» **Data supplied**
-=-=-
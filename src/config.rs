use std::path::PathBuf;
use std::time::Duration;

use ulid::Ulid;

/// Password accepted when `PARKSPOT_PASSWORD` is unset.
pub const DEFAULT_PASSWORD: &str = "parkspot";

/// Server settings, read once at boot from `PARKSPOT_*` environment variables.
#[derive(Debug, Clone, PartialEq)]
pub struct Config {
    pub port: u16,
    pub bind: String,
    pub data_dir: PathBuf,
    pub password: String,
    pub max_connections: usize,
    /// WAL appends between compactions.
    pub compact_threshold: u64,
    pub metrics_port: Option<u16>,
    pub tls_cert: Option<String>,
    pub tls_key: Option<String>,
    /// Bootstrap admin, registered at boot if missing.
    pub admin_id: Option<Ulid>,
    pub gateway_timeout: Duration,
}

#[derive(Debug, PartialEq, Eq)]
pub enum ConfigError {
    Invalid { var: &'static str, value: String },
}

impl std::fmt::Display for ConfigError {
    fn fmt(&self, f: &mut std::fmt::Formatter<'_>) -> std::fmt::Result {
        match self {
            ConfigError::Invalid { var, value } => write!(f, "invalid value for {var}: {value:?}"),
        }
    }
}

impl std::error::Error for ConfigError {}

fn parsed<T: std::str::FromStr>(
    lookup: &impl Fn(&str) -> Option<String>,
    var: &'static str,
) -> Result<Option<T>, ConfigError> {
    match lookup(var) {
        None => Ok(None),
        Some(value) => value
            .trim()
            .parse()
            .map(Some)
            .map_err(|_| ConfigError::Invalid { var, value }),
    }
}

impl Config {
    pub fn from_env() -> Result<Self, ConfigError> {
        Self::from_lookup(|key| std::env::var(key).ok())
    }

    /// Build from any key lookup. Unset keys take their defaults.
    pub fn from_lookup(lookup: impl Fn(&str) -> Option<String>) -> Result<Self, ConfigError> {
        let admin_id = match lookup("PARKSPOT_ADMIN_ID") {
            None => None,
            Some(value) => Some(
                Ulid::from_string(value.trim())
                    .map_err(|_| ConfigError::Invalid { var: "PARKSPOT_ADMIN_ID", value })?,
            ),
        };
        let max_connections = parsed(&lookup, "PARKSPOT_MAX_CONNECTIONS")?.unwrap_or(256);
        if max_connections == 0 {
            return Err(ConfigError::Invalid { var: "PARKSPOT_MAX_CONNECTIONS", value: "0".into() });
        }
        Ok(Self {
            port: parsed(&lookup, "PARKSPOT_PORT")?.unwrap_or(5433),
            bind: lookup("PARKSPOT_BIND").unwrap_or_else(|| "0.0.0.0".into()),
            data_dir: PathBuf::from(lookup("PARKSPOT_DATA_DIR").unwrap_or_else(|| "./data".into())),
            password: lookup("PARKSPOT_PASSWORD").unwrap_or_else(|| DEFAULT_PASSWORD.into()),
            max_connections,
            compact_threshold: parsed(&lookup, "PARKSPOT_COMPACT_THRESHOLD")?.unwrap_or(1000),
            metrics_port: parsed(&lookup, "PARKSPOT_METRICS_PORT")?,
            tls_cert: lookup("PARKSPOT_TLS_CERT"),
            tls_key: lookup("PARKSPOT_TLS_KEY"),
            admin_id,
            gateway_timeout: Duration::from_millis(
                parsed(&lookup, "PARKSPOT_GATEWAY_TIMEOUT_MS")?.unwrap_or(5000),
            ),
        })
    }

    pub fn listen_addr(&self) -> String {
        format!("{}:{}", self.bind, self.port)
    }

    pub fn wal_path(&self) -> PathBuf {
        self.data_dir.join("parkspot.wal")
    }

    /// The password gates every identity, so the stock one is worth a warning.
    pub fn uses_default_password(&self) -> bool {
        self.password == DEFAULT_PASSWORD
    }
}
-=-=-
» **Task objective**
Check every line above for the string "bind", and copy the ones that have it.

» **Response box**
    pub bind: String,
            bind: lookup("PARKSPOT_BIND").unwrap_or_else(|| "0.0.0.0".into()),
        format!("{}:{}", self.bind, self.port)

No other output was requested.